= Task objective =
Down to the last line, the material below should be reproduced exactly.

= Dataset entries =
BEGIN

mod common;

use anyhow::{Context, Result};
use axum::http::StatusCode;
use serde_json::json;

use common::TestApp;

fn code_from(body: &str) -> Result<String> {
    body.rsplit(' ').next().map(str::to_string).context("mail body has no code")
}

#[tokio::test]
async fn signup_then_exchange_code_for_token() -> Result<()> {
    let app = TestApp::new().await?;

    let (status, body) = app
        .post("/api/v1/auth/signup", None, json!({"username": "ada", "email": "ada@example.com"}))
        .await?;
    assert_eq!(status, StatusCode::OK, "{body}");
    assert_eq!(body, json!({"username": "ada", "email": "ada@example.com"}));

    let mail = app.mailer.last_to("ada@example.com").context("no confirmation mail")?;
    let code = code_from(&mail.body)?;
    assert_eq!(code.len(), 6);

    let (status, body) = app
        .post("/api/v1/auth/token", None, json!({"username": "ada", "confirmation_code": "not-it"}))
        .await?;
    assert_eq!(status, StatusCode::BAD_REQUEST);
    assert!(body["fields"]["confirmation_code"].is_array(), "{body}");

    let (status, body) = app
        .post("/api/v1/auth/token", None, json!({"username": "ada", "confirmation_code": code}))
        .await?;
    assert_eq!(status, StatusCode::CREATED, "{body}");
    let token = body["token"].as_str().context("token missing")?.to_string();

    let (status, me) = app.get("/api/v1/users/me", Some(&token)).await?;
    assert_eq!(status, StatusCode::OK);
    assert_eq!(me["username"], "ada");
    assert_eq!(me["role"], "user");

    // the code stays valid after use
    let (status, _) = app
        .post("/api/v1/auth/token", None, json!({"username": "ada", "confirmation_code": code}))
        .await?;
    assert_eq!(status, StatusCode::CREATED);

    Ok(())
}

#[tokio::test]
async fn repeated_signup_with_same_pair_resends_a_fresh_code() -> Result<()> {
    let app = TestApp::new().await?;
    let payload = json!({"username": "ada", "email": "ada@example.com"});

    let (status, _) = app.post("/api/v1/auth/signup", None, payload.clone()).await?;
    assert_eq!(status, StatusCode::OK);
    let (status, _) = app.post("/api/v1/auth/signup", None, payload).await?;
    assert_eq!(status, StatusCode::OK);

    let sent = app.mailer.sent();
    assert_eq!(sent.len(), 2);
    let latest = code_from(&sent[1].body)?;

    let count: i64 = sqlx::query_scalar("SELECT COUNT(1) FROM users").fetch_one(&app.pool).await?;
    assert_eq!(count, 1);

    let (status, _) = app
        .post("/api/v1/auth/token", None, json!({"username": "ada", "confirmation_code": latest}))
        .await?;
    assert_eq!(status, StatusCode::CREATED);

    Ok(())
}

#[tokio::test]
async fn concurrent_signups_for_one_pair_both_succeed() -> Result<()> {
    let app = TestApp::new().await?;
    let payload = json!({"username": "ada", "email": "ada@example.com"});

    let (first, second) = tokio::join!(
        app.post("/api/v1/auth/signup", None, payload.clone()),
        app.post("/api/v1/auth/signup", None, payload.clone()),
    );
    assert_eq!(first?.0, StatusCode::OK);
    assert_eq!(second?.0, StatusCode::OK);

    let count: i64 = sqlx::query_scalar("SELECT COUNT(1) FROM users").fetch_one(&app.pool).await?;
    assert_eq!(count, 1);
    assert_eq!(app.mailer.sent().len(), 2);

    Ok(())
}

#[tokio::test]
async fn signup_rejects_reserved_and_colliding_identities() -> Result<()> {
    let app = TestApp::new().await?;

    let (status, body) = app
        .post("/api/v1/auth/signup", None, json!({"username": "me", "email": "me@example.com"}))
        .await?;
    assert_eq!(status, StatusCode::BAD_REQUEST);
    assert!(body["fields"]["username"].is_array(), "{body}");

    let (status, _) = app
        .post("/api/v1/auth/signup", None, json!({"username": "ada", "email": "ada@example.com"}))
        .await?;
    assert_eq!(status, StatusCode::OK);

    let (status, body) = app
        .post("/api/v1/auth/signup", None, json!({"username": "ada", "email": "other@example.com"}))
        .await?;
    assert_eq!(status, StatusCode::BAD_REQUEST);
    assert!(body["fields"]["username"].is_array(), "{body}");

    let (status, body) = app
        .post("/api/v1/auth/signup", None, json!({"username": "grace", "email": "ada@example.com"}))
        .await?;
    assert_eq!(status, StatusCode::BAD_REQUEST);
    assert!(body["fields"]["email"].is_array(), "{body}");

    let (status, body) = app.post("/api/v1/auth/signup", None, json!({"username": "grace"})).await?;
    assert_eq!(status, StatusCode::BAD_REQUEST);
    assert!(body["fields"]["email"].is_array(), "{body}");

    Ok(())
}

#[tokio::test]
async fn token_requires_fields_and_known_user() -> Result<()> {
    let app = TestApp::new().await?;

    let (status, body) = app.post("/api/v1/auth/token", None, json!({})).await?;
    assert_eq!(status, StatusCode::BAD_REQUEST);
    assert!(body["fields"]["username"].is_array());
    assert!(body["fields"]["confirmation_code"].is_array());

    let (status, _) = app
        .post("/api/v1/auth/token", None, json!({"username": "ghost", "confirmation_code": "123456"}))
        .await?;
    assert_eq!(status, StatusCode::NOT_FOUND);

    Ok(())
}

#[tokio::test]
async fn malformed_json_is_a_field_error() -> Result<()> {
    let app = TestApp::new().await?;

    let (status, body) = app
        .post("/api/v1/auth/signup", None, json!({"username": 42, "email": "ada@example.com"}))
        .await?;
    assert_eq!(status, StatusCode::BAD_REQUEST);
    assert_eq!(body["error"], "validation");
    assert!(body["fields"]["username"].is_array(), "{body}");

    Ok(())
}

END

= Solution to the exercise =
mod common;

use anyhow::{Context, Result};
use axum::http::StatusCode;
use serde_json::json;

use common::TestApp;

fn code_from(body: &str) -> Result<String> {
    body.rsplit(' ').next().map(str::to_string).context("mail body has no code")
}

#[tokio::test]
async fn signup_then_exchange_code_for_token() -> Result<()> {
    let app = TestApp::new().await?;

    let (status, body) = app
        .post("/api/v1/auth/signup", None, json!({"username": "ada", "email": "ada@example.com"}))
        .await?;
    assert_eq!(status, StatusCode::OK, "{body}");
    assert_eq!(body, json!({"username": "ada", "email": "ada@example.com"}));

    let mail = app.mailer.last_to("ada@example.com").context("no confirmation mail")?;
    let code = code_from(&mail.body)?;
    assert_eq!(code.len(), 6);

    let (status, body) = app
        .post("/api/v1/auth/token", None, json!({"username": "ada", "confirmation_code": "not-it"}))
        .await?;
    assert_eq!(status, StatusCode::BAD_REQUEST);
    assert!(body["fields"]["confirmation_code"].is_array(), "{body}");

    let (status, body) = app
        .post("/api/v1/auth/token", None, json!({"username": "ada", "confirmation_code": code}))
        .await?;
    assert_eq!(status, StatusCode::CREATED, "{body}");
    let token = body["token"].as_str().context("token missing")?.to_string();

    let (status, me) = app.get("/api/v1/users/me", Some(&token)).await?;
    assert_eq!(status, StatusCode::OK);
    assert_eq!(me["username"], "ada");
    assert_eq!(me["role"], "user");

    // the code stays valid after use
    let (status, _) = app
        .post("/api/v1/auth/token", None, json!({"username": "ada", "confirmation_code": code}))
        .await?;
    assert_eq!(status, StatusCode::CREATED);

    Ok(())
}

#[tokio::test]
async fn repeated_signup_with_same_pair_resends_a_fresh_code() -> Result<()> {
    let app = TestApp::new().await?;
    let payload = json!({"username": "ada", "email": "ada@example.com"});

    let (status, _) = app.post("/api/v1/auth/signup", None, payload.clone()).await?;
    assert_eq!(status, StatusCode::OK);
    let (status, _) = app.post("/api/v1/auth/signup", None, payload).await?;
    assert_eq!(status, StatusCode::OK);

    let sent = app.mailer.sent();
    assert_eq!(sent.len(), 2);
    let latest = code_from(&sent[1].body)?;

    let count: i64 = sqlx::query_scalar("SELECT COUNT(1) FROM users").fetch_one(&app.pool).await?;
    assert_eq!(count, 1);

    let (status, _) = app
        .post("/api/v1/auth/token", None, json!({"username": "ada", "confirmation_code": latest}))
        .await?;
    assert_eq!(status, StatusCode::CREATED);

    Ok(())
}

#[tokio::test]
async fn concurrent_signups_for_one_pair_both_succeed() -> Result<()> {
    let app = TestApp::new().await?;
    let payload = json!({"username": "ada", "email": "ada@example.com"});

    let (first, second) = tokio::join!(
        app.post("/api/v1/auth/signup", None, payload.clone()),
        app.post("/api/v1/auth/signup", None, payload.clone()),
    );
    assert_eq!(first?.0, StatusCode::OK);
    assert_eq!(second?.0, StatusCode::OK);

    let count: i64 = sqlx::query_scalar("SELECT COUNT(1) FROM users").fetch_one(&app.pool).await?;
    assert_eq!(count, 1);
    assert_eq!(app.mailer.sent().len(), 2);

    Ok(())
}

#[tokio::test]
async fn signup_rejects_reserved_and_colliding_identities() -> Result<()> {
    let app = TestApp::new().await?;

    let (status, body) = app
        .post("/api/v1/auth/signup", None, json!({"username": "me", "email": "me@example.com"}))
        .await?;
    assert_eq!(status, StatusCode::BAD_REQUEST);
    assert!(body["fields"]["username"].is_array(), "{body}");

    let (status, _) = app
        .post("/api/v1/auth/signup", None, json!({"username": "ada", "email": "ada@example.com"}))
        .await?;
    assert_eq!(status, StatusCode::OK);

    let (status, body) = app
        .post("/api/v1/auth/signup", None, json!({"username": "ada", "email": "other@example.com"}))
        .await?;
    assert_eq!(status, StatusCode::BAD_REQUEST);
    assert!(body["fields"]["username"].is_array(), "{body}");

    let (status, body) = app
        .post("/api/v1/auth/signup", None, json!({"username": "grace", "email": "ada@example.com"}))
        .await?;
    assert_eq!(status, StatusCode::BAD_REQUEST);
    assert!(body["fields"]["email"].is_array(), "{body}");

    let (status, body) = app.post("/api/v1/auth/signup", None, json!({"username": "grace"})).await?;
    assert_eq!(status, StatusCode::BAD_REQUEST);
    assert!(body["fields"]["email"].is_array(), "{body}");

    Ok(())
}

#[tokio::test]
async fn token_requires_fields_and_known_user() -> Result<()> {
    let app = TestApp::new().await?;

    let (status, body) = app.post("/api/v1/auth/token", None, json!({})).await?;
    assert_eq!(status, StatusCode::BAD_REQUEST);
    assert!(body["fields"]["username"].is_array());
    assert!(body["fields"]["confirmation_code"].is_array());

    let (status, _) = app
        .post("/api/v1/auth/token", None, json!({"username": "ghost", "confirmation_code": "123456"}))
        .await?;
    assert_eq!(status, StatusCode::NOT_FOUND);

    Ok(())
}

#[tokio::test]
async fn malformed_json_is_a_field_error() -> Result<()> {
    let app = TestApp::new().await?;

    let (status, body) = app
        .post("/api/v1/auth/signup", None, json!({"username": 42, "email": "ada@example.com"}))
        .await?;
    assert_eq!(status, StatusCode::BAD_REQUEST);
    assert_eq!(body["error"], "validation");
    assert!(body["fields"]["username"].is_array(), "{body}");

    Ok(())
}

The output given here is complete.